EXERCISE OBJECTIVE — Only lines with the string "result" are wanted. Pull them out of the data.

[Collected data]

__________

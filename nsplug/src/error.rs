// Error handling for the plugin framework

use crate::encoding::{ConversionError, Shape};
use thiserror::Error;

pub type Result<T> = std::result::Result<T, Error>;

/// Errors raised while invoking a callable key.
#[derive(Debug, Error)]
pub enum CallError {
    /// The namespace is callable but has no function for this key.
    #[error("function call unsupported")]
    Unsupported,

    #[error("expected {expected} arguments, got {actual}")]
    Arity { expected: usize, actual: usize },

    #[error("error converting argument {index} to {shape}: {source}")]
    Argument {
        index: usize,
        shape: Shape,
        #[source]
        source: ConversionError,
    },

    /// The function itself returned an error.
    #[error("{0}")]
    Failed(anyhow::Error),
}

/// Errors raised while flattening a result for the boundary.
#[derive(Debug, Error)]
pub enum FlattenError {
    /// A `Mappable::map` call failed.
    #[error("{0}")]
    Map(anyhow::Error),

    #[error("namespace does not implement Mappable and cannot be returned as a value")]
    NotMappable,
}

/// Reasons a receiver cannot be sent back as the updated context.
#[derive(Debug, Error)]
pub enum ReceiverError {
    #[error(transparent)]
    Flatten(#[from] FlattenError),

    #[error("receiver is no longer an object")]
    NotObject,

    #[error("receiver is now nil")]
    Nil,
}

/// Top-level framework error.
///
/// Configuration errors are fatal to a plugin instance; everything else is
/// scoped to the request that raised it.
#[derive(Debug, Error)]
pub enum Error {
    #[error("invalid plugin implementation: root must provide a Namespace or a NamespaceCreator")]
    InvalidRoot,

    #[error("error configuring plugin: {0}")]
    Configure(anyhow::Error),

    #[error("error closing plugin: {0}")]
    Close(anyhow::Error),

    #[error("error converting config: {0}")]
    ConfigConversion(#[source] ConversionError),

    #[error("invalid engine configuration: {0}")]
    EngineConfig(String),

    #[error("error retrieving key {path:?}: {cause}")]
    Get { path: String, cause: anyhow::Error },

    #[error("error calling function {path:?}: {source}")]
    Call {
        path: String,
        #[source]
        source: CallError,
    },

    #[error("key {path:?} doesn't support function calls")]
    NotCallable { path: String },

    #[error("attempting to call function {path:?} on undefined receiver")]
    UndefinedReceiver { path: String },

    #[error("error instantiating namespace: {0}")]
    Instantiate(anyhow::Error),

    #[error("request context present but plugin does not support Constructible")]
    ContextUnsupported,

    #[error("error retrieving key {path:?}: {source}")]
    Flatten {
        path: String,
        #[source]
        source: FlattenError,
    },

    #[error("error marshaling receiver after retrieving key {path:?}: {source}")]
    Receiver {
        path: String,
        #[source]
        source: ReceiverError,
    },

    #[error("unknown instance ID given: {0}")]
    UnknownInstance(u64),

    #[error("internal error: {0}")]
    Internal(String),
}

impl Error {
    /// True for errors that make the whole plugin instance unusable.
    pub fn is_configuration(&self) -> bool {
        matches!(
            self,
            Error::InvalidRoot
                | Error::Configure(_)
                | Error::ConfigConversion(_)
                | Error::EngineConfig(_)
        )
    }
}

__________

ANSWER SECTION —
pub type Result<T> = std::result::Result<T, Error>;
/// Errors raised while flattening a result for the boundary.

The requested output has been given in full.